Compound heterozygous protein C deficiency resulting in the presence of only the beta-form of protein C in plasma.

About 30% of human plasma protein C (PC) is of lower molecular weight than the predominant alpha-form. The minor beta-form arises as a consequence of the lack of glycosylation at Asn329. Although the functional role of Asn329 has been investigated by in vitro mutagenesis, until now no naturally occurring mutations have been reported at this site. We describe here the case of two identical twin sisters compound heterozygous for two novel PC mutations: Cys78-->Stop inherited from the maternal side and Asn329-->Thr inherited from the paternal side, associated with the presence of only the beta-form of PC in plasma. The Cys78-->Stop substitution is predicted to abolish PC synthesis from one allele, whereas the Asn329-->Thr substitution results in the reduced synthesis of a beta PC variant with decreased functional activity. PCN329T from the two monovular twin sisters was purified and its active form APCN329T was assessed for its ability to inactivate factor Va.
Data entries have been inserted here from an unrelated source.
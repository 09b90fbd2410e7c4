use serde::{Deserialize, Serialize};

use crate::command::{Command, JobCommand};
use crate::model::{JobState, PublicKey};
use crate::settlement::Settlement;

/// A proposed replacement of consumed job versions by produced ones.
#[derive(Clone, Debug, Serialize, Deserialize, PartialEq, Eq)]
pub struct Transition {
    #[serde(default)]
    pub inputs: Vec<JobState>,
    #[serde(default)]
    pub outputs: Vec<JobState>,
    pub command: Command,
    #[serde(default, skip_serializing_if = "Option::is_none")]
    pub settlement: Option<Settlement>,
}

impl Transition {
    /// Creation of a new job: nothing consumed, one record produced.
    pub fn agree(output: JobState, signers: impl IntoIterator<Item = PublicKey>) -> Self {
        Self {
            inputs: Vec::new(),
            outputs: vec![output],
            command: Command::new(JobCommand::AgreeJob, signers),
            settlement: None,
        }
    }

    /// One version replaced by its successor.
    pub fn evolve(
        input: JobState,
        output: JobState,
        command: JobCommand,
        signers: impl IntoIterator<Item = PublicKey>,
    ) -> Self {
        Self {
            inputs: vec![input],
            outputs: vec![output],
            command: Command::new(command, signers),
            settlement: None,
        }
    }

    pub fn with_settlement(mut self, settlement: Settlement) -> Self {
        self.settlement = Some(settlement);
        self
    }
}
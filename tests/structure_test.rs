//! Word assembly and structuring tests.

use cvparse::{DocumentStructurer, Fragment, Line, StructureConfig, Word, WordAssembler};

fn assemble(texts: &[&str]) -> Vec<Word> {
    WordAssembler::assemble(texts.iter().copied())
}

fn classify(config: StructureConfig, texts: &[&str]) -> Vec<Line> {
    DocumentStructurer::new(config)
        .structure(&assemble(texts))
        .lines
}

#[test]
fn test_fragments_to_lines() {
    let fragments = [
        "•", " ", "Deve", "loped", " ", "UI", " ", "EXPERIENCE", " ", "Acme",
    ];
    assert_eq!(
        classify(StructureConfig::default(), &fragments),
        vec![
            Line::bullet("•", vec!["Developed", "UI"]),
            Line::heading("EXPERIENCE"),
            Line::text(vec!["Acme"]),
        ]
    );
}

#[test]
fn test_only_single_space_separates() {
    let words = assemble(&["Hello", "  ", "World", " ", " ", "again"]);
    let words: Vec<&str> = words.iter().map(Word::as_str).collect();
    assert_eq!(words, vec!["Hello  World", "again"]);
}

#[test]
fn test_assemble_fragments_keeps_order() {
    let fragments = vec![
        Fragment::new("ab", 1),
        Fragment::new(" ", 1),
        Fragment::new("cd", 2),
    ];
    let words = WordAssembler::assemble_fragments(&fragments);
    assert_eq!(words.len(), 2);
    assert_eq!(words[1].as_str(), "cd");
}

#[test]
fn test_custom_vocabulary() {
    let config = StructureConfig::empty()
        .with_heading_keyword("SKILLS")
        .with_bullet_marker("-")
        .with_bullet_terminator("References");

    let lines = classify(
        config,
        &["SKILLS", " ", "-", " ", "Rust", " ", "References", " ", "EDUCATION"],
    );
    assert_eq!(
        lines,
        vec![
            Line::heading("SKILLS"),
            Line::bullet("-", vec!["Rust"]),
            Line::text(vec!["References", "EDUCATION"]),
        ]
    );
}

#[test]
fn test_case_insensitive_matching() {
    let lines = classify(
        StructureConfig::default().case_insensitive(),
        &["Education", " ", "MIT"],
    );
    assert_eq!(
        lines,
        vec![Line::heading("Education"), Line::text(vec!["MIT"])]
    );

    let lines = classify(StructureConfig::default(), &["Education", " ", "MIT"]);
    assert_eq!(lines, vec![Line::text(vec!["Education", "MIT"])]);
}

#[test]
fn test_config_from_json() {
    let config = StructureConfig::from_json_str(
        r#"{ "heading_keywords": ["PROJECTS"], "case_sensitive": false }"#,
    )
    .unwrap();

    assert!(config.is_heading("projects"));
    assert!(!config.is_heading("EDUCATION"));
    // Omitted fields keep their defaults.
    assert!(config.is_bullet("•"));
    assert!(config.ends_bullet("Frontend"));
}

#[test]
fn test_config_rejects_empty_keyword() {
    assert!(StructureConfig::from_json_str(r#"{ "bullet_markers": [""] }"#).is_err());
}

#[test]
fn test_every_word_lands_in_one_line() {
    let texts = [
        "Jane", " ", "•", " ", "a", " ", "●", " ", "b", " ", "ACHIEVEMENTS", " ", "c", " ", "•",
    ];
    let words = assemble(&texts);
    let structure = DocumentStructurer::default().structure(&words);

    let total: usize = structure.iter().map(Line::word_count).sum();
    assert_eq!(total, words.len());
    assert_eq!(structure.bullet_count(), 3);
}
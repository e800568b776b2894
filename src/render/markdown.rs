//! Markdown rendering.

use crate::error::Result;
use crate::model::{Document, Line};

use super::RenderOptions;

/// Convert a document to Markdown.
pub fn to_markdown(doc: &Document, options: &RenderOptions) -> Result<String> {
    let renderer = MarkdownRenderer::new(options.clone());
    Ok(renderer.render(doc))
}

/// Markdown renderer.
pub struct MarkdownRenderer {
    options: RenderOptions,
}

impl MarkdownRenderer {
    /// Create a new Markdown renderer.
    pub fn new(options: RenderOptions) -> Self {
        Self { options }
    }

    /// Render a document to Markdown.
    pub fn render(&self, doc: &Document) -> String {
        let mut output = String::new();
        let mut in_list = false;

        for line in doc.lines() {
            if in_list && !line.is_bullet() {
                output.push('\n');
            }
            in_list = line.is_bullet();
            output.push_str(&self.render_line(line));
        }

        let trimmed = output.trim_end();
        if trimmed.is_empty() {
            String::new()
        } else {
            format!("{}\n", trimmed)
        }
    }

    /// Render a single line including its trailing newline(s).
    pub fn render_line(&self, line: &Line) -> String {
        match line {
            Line::Heading { text } => {
                let prefix = "#".repeat(self.options.heading_level as usize);
                format!("{} {}\n\n", prefix, self.escape(text))
            }
            Line::Bullet { words, .. } => {
                let marker = self.options.list_marker.unwrap_or('-');
                if words.is_empty() {
                    format!("{}\n", marker)
                } else {
                    format!("{} {}\n", marker, self.escape(&words.join(" ")))
                }
            }
            Line::Text { words } => format!("{}\n\n", self.escape(&words.join(" "))),
        }
    }

    fn escape(&self, text: &str) -> String {
        if self.options.escape_special_chars {
            escape_markdown(text)
        } else {
            text.to_string()
        }
    }
}

fn escape_markdown(text: &str) -> String {
    let mut result = String::with_capacity(text.len());
    for c in text.chars() {
        match c {
            '\\' | '`' | '*' | '_' | '[' | ']' | '|' | '#' => {
                result.push('\\');
                result.push(c);
            }
            _ => result.push(c),
        }
    }
    result
}
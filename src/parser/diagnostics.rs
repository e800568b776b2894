//! Recoverable interpreter conditions.
//!
//! Warnings never travel through the error channel. They are logged at
//! `warn` level when raised and collected for the caller.

use serde::{Deserialize, Serialize};
use std::fmt;

/// A recoverable condition met while interpreting a content stream.
#[derive(Debug, Clone, PartialEq, Eq, Serialize, Deserialize)]
#[serde(tag = "kind", rename_all = "snake_case")]
pub enum Warning {
    /// An operator found fewer operands than it needs and was skipped.
    MissingOperands {
        operator: String,
        expected: usize,
        found: usize,
        page: u32,
    },

    /// `ET` appeared outside a text object.
    EndWithoutBegin { page: u32 },
}

impl Warning {
    /// 1-indexed page the warning was raised on.
    pub fn page(&self) -> u32 {
        match self {
            Warning::MissingOperands { page, .. } | Warning::EndWithoutBegin { page } => *page,
        }
    }
}

impl fmt::Display for Warning {
    fn fmt(&self, f: &mut fmt::Formatter<'_>) -> fmt::Result {
        match self {
            Warning::MissingOperands {
                operator,
                expected,
                found,
                page,
            } => write!(
                f,
                "page {}: '{}' expects {} operand(s), found {}; ignoring",
                page, operator, expected, found
            ),
            Warning::EndWithoutBegin { page } => write!(f, "page {}: found ET without BT", page),
        }
    }
}

/// Collects warnings for one document run.
#[derive(Debug, Clone, Default)]
pub struct Diagnostics {
    warnings: Vec<Warning>,
}

impl Diagnostics {
    pub fn new() -> Self {
        Self::default()
    }

    /// Log and record a warning.
    pub fn warn(&mut self, warning: Warning) {
        log::warn!("{}", warning);
        self.warnings.push(warning);
    }

    pub fn len(&self) -> usize {
        self.warnings.len()
    }

    pub fn is_empty(&self) -> bool {
        self.warnings.is_empty()
    }

    pub fn warnings(&self) -> &[Warning] {
        &self.warnings
    }

    pub fn into_warnings(self) -> Vec<Warning> {
        self.warnings
    }
}

#[cfg(test)]
mod tests {
    use super::*;

    #[test]
    fn test_warning_display() {
        let w = Warning::MissingOperands {
            operator: "Tf".to_string(),
            expected: 2,
            found: 1,
            page: 3,
        };
        assert_eq!(
            w.to_string(),
            "page 3: 'Tf' expects 2 operand(s), found 1; ignoring"
        );
        assert_eq!(
            Warning::EndWithoutBegin { page: 1 }.to_string(),
            "page 1: found ET without BT"
        );
    }

    #[test]
    fn test_diagnostics_collects_in_order() {
        let mut diags = Diagnostics::new();
        diags.warn(Warning::EndWithoutBegin { page: 1 });
        diags.warn(Warning::EndWithoutBegin { page: 2 });
        assert_eq!(diags.len(), 2);
        assert_eq!(diags.warnings()[1].page(), 2);
    }
}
Whereas no differences were observed between the activation rates of normal PC and PCN329T, APCN329T inactivated human factor Va with a rate slower than the normal APC. This is the first report of a PC defect involving glycosylation of the molecule. This defect results in the presence of only the beta-form of PC in human plasma and is responsible for the reduced anticoagulant activity observed.